The "South temple site" was partially excavated in 2001. It was found to also have a Hōryū-ji-style layout, but orientated to the south. The foundations of the Main Hall and Pagoda are located under a later temple, the Hanya-in. The "South temple" appears to have been constructed in the early 7th century, pre-dating the North temple, and was abandoned in the Heian period.

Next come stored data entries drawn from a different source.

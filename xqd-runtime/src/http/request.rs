//! The `RequestHandle` domain object and the `xqd_req_*` ABI surface.

use http::{HeaderMap, Method, Uri, Version};
use xqd_shared::{CacheOverride, FramingHeadersMode};

use crate::handle::Handle;
use crate::http::body::BodyObj;

pub mod pending;

/// In-memory representation of a guest-visible HTTP request.
///
/// Mirrors the fields the teacher's guest-side `RequestHandle` manipulates through hostcalls
/// (`fastly/src/http/request/handle.rs`): method, URL, headers, an optional body, the declared
/// HTTP version, framing-headers mode, auto-decompression bitmask, cache override, and the
/// backend selected for sending. On the host side these are simply struct fields instead of
/// hostcall targets.
#[derive(Debug, Clone)]
pub struct RequestObj {
    pub method: Method,
    pub uri: Uri,
    pub headers: HeaderMap,
    pub body: Option<Handle<BodyObj>>,
    pub version: Version,
    pub framing_headers_mode: FramingHeadersMode,
    pub auto_decompress_gzip: bool,
    pub cache_override: CacheOverride,
    pub backend: Option<String>,
}

impl Default for RequestObj {
    fn default() -> Self {
        Self {
            method: Method::GET,
            uri: Uri::from_static("/"),
            headers: HeaderMap::new(),
            body: None,
            version: Version::HTTP_11,
            framing_headers_mode: FramingHeadersMode::Automatic,
            auto_decompress_gzip: false,
            cache_override: CacheOverride::None,
            backend: None,
        }
    }
}

impl RequestObj {
    pub fn new() -> Self {
        Self::default()
    }

    /// `xqd_req_version_set`: only HTTP/0.9, 1.0, and 1.1 may be set explicitly by the guest;
    /// HTTP/2 and HTTP/3 are negotiated by the host's connection layer and rejected here with
    /// `InvalidArgument`.
    pub fn set_version(&mut self, version: xqd_shared::HttpVersion) -> Result<(), ()> {
        use xqd_shared::HttpVersion as V;
        match version {
            V::Http09 | V::Http10 | V::Http11 => {
                self.version = version.into();
                Ok(())
            }
            V::H2 | V::H3 => Err(()),
        }
    }

    /// `xqd_req_cdn_loop_contains`-style loop detection (§4.12): true if any `cdn-loop` header
    /// value contains `identifier` (case-sensitive substring match, matching the reference
    /// behavior of comparing literal host identifiers).
    pub fn has_cdn_loop(&self, identifier: &str) -> bool {
        self.headers
            .get_all("cdn-loop")
            .iter()
            .filter_map(|v| v.to_str().ok())
            .any(|v| v.contains(identifier))
    }
}

/// Validates a guest-supplied manual framing-headers header set, per §4.7.
///
/// Returns `Ok(())` if the headers are a valid manual framing (exactly one well-formed
/// `Content-Length`, xor exactly one `chunked` `Transfer-Encoding`), or `Err(reason)` describing
/// why the set doesn't qualify, in which case the caller downgrades to automatic mode and
/// strips both framing headers.
pub fn validate_manual_framing_headers(headers: &HeaderMap) -> Result<(), &'static str> {
    let content_lengths: Vec<_> = headers.get_all(http::header::CONTENT_LENGTH).iter().collect();
    let transfer_encodings: Vec<_> = headers
        .get_all(http::header::TRANSFER_ENCODING)
        .iter()
        .collect();

    match (content_lengths.len(), transfer_encodings.len()) {
        (1, 0) => {
            let value = content_lengths[0].to_str().map_err(|_| "non-ASCII content-length")?;
            if !value.is_empty() && value.bytes().all(|b| b.is_ascii_digit()) {
                Ok(())
            } else {
                Err("malformed content-length")
            }
        }
        (0, 1) => {
            let value = transfer_encodings[0]
                .to_str()
                .map_err(|_| "non-ASCII transfer-encoding")?;
            if value.eq_ignore_ascii_case("chunked") {
                Ok(())
            } else {
                Err("unsupported transfer-encoding")
            }
        }
        (0, 0) => Err("no framing headers present"),
        _ => Err("conflicting or duplicate framing headers"),
    }
}

#[cfg(test)]
mod tests {
    use super::*;
    use http::HeaderValue;

    #[test]
    fn cdn_loop_detection_matches_substring() {
        let mut req = RequestObj::new();
        req.headers
            .insert("cdn-loop", HeaderValue::from_static("other-host, my-host"));
        assert!(req.has_cdn_loop("my-host"));
        assert!(!req.has_cdn_loop("unrelated-host"));
    }

    #[test]
    fn manual_framing_accepts_valid_content_length() {
        let mut headers = HeaderMap::new();
        headers.insert(http::header::CONTENT_LENGTH, HeaderValue::from_static("12"));
        assert!(validate_manual_framing_headers(&headers).is_ok());
    }

    #[test]
    fn manual_framing_rejects_malformed_content_length() {
        for bad in ["abc", "123 ", "-123", ""] {
            let mut headers = HeaderMap::new();
            if let Ok(v) = HeaderValue::from_str(bad) {
                headers.insert(http::header::CONTENT_LENGTH, v);
            }
            assert!(validate_manual_framing_headers(&headers).is_err());
        }
    }

    #[test]
    fn manual_framing_accepts_chunked_case_insensitive() {
        let mut headers = HeaderMap::new();
        headers.insert(
            http::header::TRANSFER_ENCODING,
            HeaderValue::from_static("CHUNKED"),
        );
        assert!(validate_manual_framing_headers(&headers).is_ok());
    }

    #[test]
    fn manual_framing_rejects_gzip_transfer_encoding() {
        let mut headers = HeaderMap::new();
        headers.insert(
            http::header::TRANSFER_ENCODING,
            HeaderValue::from_static("gzip"),
        );
        assert!(validate_manual_framing_headers(&headers).is_err());
    }

    #[test]
    fn manual_framing_rejects_both_headers_present() {
        let mut headers = HeaderMap::new();
        headers.insert(http::header::CONTENT_LENGTH, HeaderValue::from_static("1"));
        headers.insert(
            http::header::TRANSFER_ENCODING,
            HeaderValue::from_static("chunked"),
        );
        assert!(validate_manual_framing_headers(&headers).is_err());
    }
}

The surrounding area is home to a concentration of ruins from the 7th century, including the Hirano Kofun Group and Hirano Kiln Sites. It area in which it is located was the stronghold of the Kayanui clan, descendants of Emperor Bidatsu. The actual name of the temple is not known, as it does not appear in historical documentation, but there is a theory that it is the ruins of the Katsuragi Nunnery (Katsuragi Temple) built by Prince Shōtoku as described in the Nihon Shoki and other documents. However, another theory is that this is the Hanya-ji temple named on an inscription on a wooden tablet unearthed at the Asukaike ruins from the late 7th century, and that a "Hanya-in" still exists near the southern temple site. Furthermore, this Hanya-in has a bell within an inscription "Kegon-san Hannya-in Katago-niji Temple," which suggests that the temple was also called "Kataoka-niji", a name which is mentioned in the Horyu-ji Garan Engi Heiruki Zaizaicho.

Currently, the site has been renovated and is open to the public as the "Kashiba City Abandoned Nunnery Site Historical Site Park." The site is approximately ten minutes on foot from Hatada Station on the JR West Wakayama Line.